• The task
Go through the records line by line from the top and repeat each one exactly, ending with the line that contains "pub struct ServerConfig".

☆ ☆ ☆ ☆ ☆

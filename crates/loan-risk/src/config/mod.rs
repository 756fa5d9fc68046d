use std::env;
use std::fmt;
use std::net::{IpAddr, SocketAddr};
use std::path::PathBuf;
use std::str::FromStr;
use std::sync::Arc;

use crate::scoring::{
    BoostingParams, EncodingStrictness, ModelRegistry, PolicyError, RiskComposer, RiskEngine,
    RiskRatingPolicy, RiskWeights, TrainingError, TrainingParams, UnderwritingBands,
};

const DEFAULT_TRAINING_DATA: &str = "data/loan_history.csv";

/// Distinguishes runtime behavior for different stages of the service.
#[derive(Debug, Clone, Copy, PartialEq, Eq)]
pub enum AppEnvironment {
    Development,
    Test,
    Production,
}

impl AppEnvironment {
    fn from_str(value: &str) -> Self {
        match value.trim().to_ascii_lowercase().as_str() {
            "prod" | "production" => Self::Production,
            "test" | "ci" => Self::Test,
            _ => Self::Development,
        }
    }
}

/// Top-level configuration for the application.
#[derive(Debug, Clone)]
pub struct AppConfig {
    pub environment: AppEnvironment,
    pub server: ServerConfig,
    pub telemetry: TelemetryConfig,
    pub model: ModelConfig,
}

impl AppConfig {
    pub fn load() -> Result<Self, ConfigError> {
        dotenvy::dotenv().ok();

        let environment = AppEnvironment::from_str(
            &env::var("APP_ENV").unwrap_or_else(|_| "development".to_string()),
        );

        let host = env::var("APP_HOST").unwrap_or_else(|_| "127.0.0.1".to_string());
        let port = env::var("APP_PORT")
            .unwrap_or_else(|_| "3000".to_string())
            .parse::<u16>()
            .map_err(|_| ConfigError::InvalidPort)?;

        let log_level = env::var("APP_LOG_LEVEL").unwrap_or_else(|_| "info".to_string());

        Ok(Self {
            environment,
            server: ServerConfig { host, port },
            telemetry: TelemetryConfig { log_level },
            model: ModelConfig::load()?,
        })
    }
}

/// Settings controlling the HTTP server binding.
#[derive(Debug, Clone)]
pub struct ServerConfig {
    pub host: String,
    pub port: u16,
}

impl ServerConfig {
    pub fn socket_addr(&self) -> Result<SocketAddr, ConfigError> {
        if self.host.eq_ignore_ascii_case("localhost") {
            return Ok(SocketAddr::new(IpAddr::from([127, 0, 0, 1]), self.port));
        }

        let ip: IpAddr = self
            .host
            .parse()
            .map_err(|source| ConfigError::InvalidHost { source })?;

        Ok(SocketAddr::new(ip, self.port))
    }
}

/// Tracing and metrics controls.
#[derive(Debug, Clone)]
pub struct TelemetryConfig {
    pub log_level: String,
}

/// Where the default model learns from, how it treats unseen categories, and the underwriting
/// policy its probabilities are blended under.
#[derive(Debug, Clone)]
pub struct ModelConfig {
    pub training_data: PathBuf,
    pub strictness: EncodingStrictness,
    pub boosting: BoostingParams,
    pub weights: RiskWeights,
    pub bands: UnderwritingBands,
}

impl ModelConfig {
    fn load() -> Result<Self, ConfigError> {
        let training_data = env::var("LOAN_RISK_TRAINING_DATA")
            .map(PathBuf::from)
            .unwrap_or_else(|_| PathBuf::from(DEFAULT_TRAINING_DATA));

        let strictness = match env::var("LOAN_RISK_CATEGORY_MODE") {
            Ok(value) => EncodingStrictness::parse(&value)
                .ok_or(ConfigError::InvalidCategoryMode { value })?,
            Err(_) => EncodingStrictness::default(),
        };

        let defaults = BoostingParams::default();
        let boosting = BoostingParams {
            n_estimators: numeric_var("LOAN_RISK_ESTIMATORS", defaults.n_estimators)?,
            learning_rate: numeric_var("LOAN_RISK_LEARNING_RATE", defaults.learning_rate)?,
            max_depth: numeric_var("LOAN_RISK_MAX_DEPTH", defaults.max_depth)?,
            ..defaults
        };
        boosting
            .validate()
            .map_err(|source| ConfigError::InvalidBoosting { source })?;

        let weights = match env::var("LOAN_RISK_WEIGHTS") {
            Ok(value) => {
                let [model, credit, dti, tenure, lti] =
                    numeric_list::<5>("LOAN_RISK_WEIGHTS", value)?;
                RiskWeights::new(model, credit, dti, tenure, lti).map_err(|source| {
                    ConfigError::InvalidPolicy {
                        key: "LOAN_RISK_WEIGHTS",
                        source,
                    }
                })?
            }
            Err(_) => RiskWeights::default(),
        };

        let bands = match env::var("LOAN_RISK_BANDS") {
            Ok(value) => {
                let [review_from, reject_from] = numeric_list::<2>("LOAN_RISK_BANDS", value)?;
                UnderwritingBands::new(review_from, reject_from).map_err(|source| {
                    ConfigError::InvalidPolicy {
                        key: "LOAN_RISK_BANDS",
                        source,
                    }
                })?
            }
            Err(_) => UnderwritingBands::default(),
        };

        Ok(Self {
            training_data,
            strictness,
            boosting,
            weights,
            bands,
        })
    }

    pub fn composer(&self) -> RiskComposer {
        RiskComposer::new(self.weights.clone(), self.bands.clone())
    }

    /// Engine scoring against `registry` under the configured strictness and policy.
    pub fn engine(&self, registry: Arc<ModelRegistry>) -> RiskEngine {
        RiskEngine::with_policies(
            registry,
            self.strictness,
            self.composer(),
            RiskRatingPolicy::default(),
        )
    }

    pub fn training_params(&self) -> TrainingParams {
        TrainingParams {
            boosting: self.boosting.clone(),
            ..TrainingParams::default()
        }
    }
}

impl Default for ModelConfig {
    fn default() -> Self {
        Self {
            training_data: PathBuf::from(DEFAULT_TRAINING_DATA),
            strictness: EncodingStrictness::default(),
            boosting: BoostingParams::default(),
            weights: RiskWeights::default(),
            bands: UnderwritingBands::default(),
        }
    }
}

fn numeric_var<T: FromStr>(key: &'static str, default: T) -> Result<T, ConfigError> {
    match env::var(key) {
        Ok(value) => value
            .trim()
            .parse()
            .map_err(|_| ConfigError::InvalidNumber { key, value }),
        Err(_) => Ok(default),
    }
}

/// Comma-separated list of exactly `N` numbers.
fn numeric_list<const N: usize>(key: &'static str, value: String) -> Result<[f64; N], ConfigError> {
    let parsed: Result<Vec<f64>, _> = value.split(',').map(|part| part.trim().parse()).collect();
    match parsed.map(<[f64; N]>::try_from) {
        Ok(Ok(values)) => Ok(values),
        _ => Err(ConfigError::InvalidNumber { key, value }),
    }
}

#[derive(Debug)]
pub enum ConfigError {
    InvalidPort,
    InvalidHost { source: std::net::AddrParseError },
    InvalidNumber { key: &'static str, value: String },
    InvalidCategoryMode { value: String },
    InvalidBoosting { source: TrainingError },
    InvalidPolicy {
        key: &'static str,
        source: PolicyError,
    },
}

impl fmt::Display for ConfigError {
    fn fmt(&self, f: &mut fmt::Formatter<'_>) -> fmt::Result {
        match self {
            ConfigError::InvalidPort => write!(f, "APP_PORT must be a valid u16"),
            ConfigError::InvalidHost { .. } => {
                write!(f, "APP_HOST must parse to an IPv4 or IPv6 address")
            }
            ConfigError::InvalidNumber { key, value } => {
                write!(f, "{key} has an invalid numeric value '{value}'")
            }
            ConfigError::InvalidCategoryMode { value } => write!(
                f,
                "LOAN_RISK_CATEGORY_MODE must be 'strict' or 'permissive' (found '{value}')"
            ),
            ConfigError::InvalidBoosting { source } => {
                write!(f, "invalid LOAN_RISK_* boosting settings: {source}")
            }
            ConfigError::InvalidPolicy { key, source } => write!(f, "{key} rejected: {source}"),
        }
    }
}

impl std::error::Error for ConfigError {
    fn source(&self) -> Option<&(dyn std::error::Error + 'static)> {
        match self {
            ConfigError::InvalidHost { source } => Some(source),
            ConfigError::InvalidBoosting { source } => Some(source),
            ConfigError::InvalidPolicy { source, .. } => Some(source),
            ConfigError::InvalidPort
            | ConfigError::InvalidNumber { .. }
            | ConfigError::InvalidCategoryMode { .. } => None,
        }
    }
}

☆ ☆ ☆ ☆ ☆

• Final answer
filename crates/loan-risk/src/config/mod.rs
repository 756fa5d9fc68046d
use std::env;
use std::fmt;
use std::net::{IpAddr, SocketAddr};
use std::path::PathBuf;
use std::str::FromStr;
use std::sync::Arc;

use crate::scoring::{
    BoostingParams, EncodingStrictness, ModelRegistry, PolicyError, RiskComposer, RiskEngine,
    RiskRatingPolicy, RiskWeights, TrainingError, TrainingParams, UnderwritingBands,
};

const DEFAULT_TRAINING_DATA: &str = "data/loan_history.csv";

/// Distinguishes runtime behavior for different stages of the service.
#[derive(Debug, Clone, Copy, PartialEq, Eq)]
pub enum AppEnvironment {
    Development,
    Test,
    Production,
}

impl AppEnvironment {
    fn from_str(value: &str) -> Self {
        match value.trim().to_ascii_lowercase().as_str() {
            "prod" | "production" => Self::Production,
            "test" | "ci" => Self::Test,
            _ => Self::Development,
        }
    }
}

/// Top-level configuration for the application.
#[derive(Debug, Clone)]
pub struct AppConfig {
    pub environment: AppEnvironment,
    pub server: ServerConfig,
    pub telemetry: TelemetryConfig,
    pub model: ModelConfig,
}

impl AppConfig {
    pub fn load() -> Result<Self, ConfigError> {
        dotenvy::dotenv().ok();

        let environment = AppEnvironment::from_str(
            &env::var("APP_ENV").unwrap_or_else(|_| "development".to_string()),
        );

        let host = env::var("APP_HOST").unwrap_or_else(|_| "127.0.0.1".to_string());
        let port = env::var("APP_PORT")
            .unwrap_or_else(|_| "3000".to_string())
            .parse::<u16>()
            .map_err(|_| ConfigError::InvalidPort)?;

        let log_level = env::var("APP_LOG_LEVEL").unwrap_or_else(|_| "info".to_string());

        Ok(Self {
            environment,
            server: ServerConfig { host, port },
            telemetry: TelemetryConfig { log_level },
            model: ModelConfig::load()?,
        })
    }
}

/// Settings controlling the HTTP server binding.
#[derive(Debug, Clone)]
pub struct ServerConfig {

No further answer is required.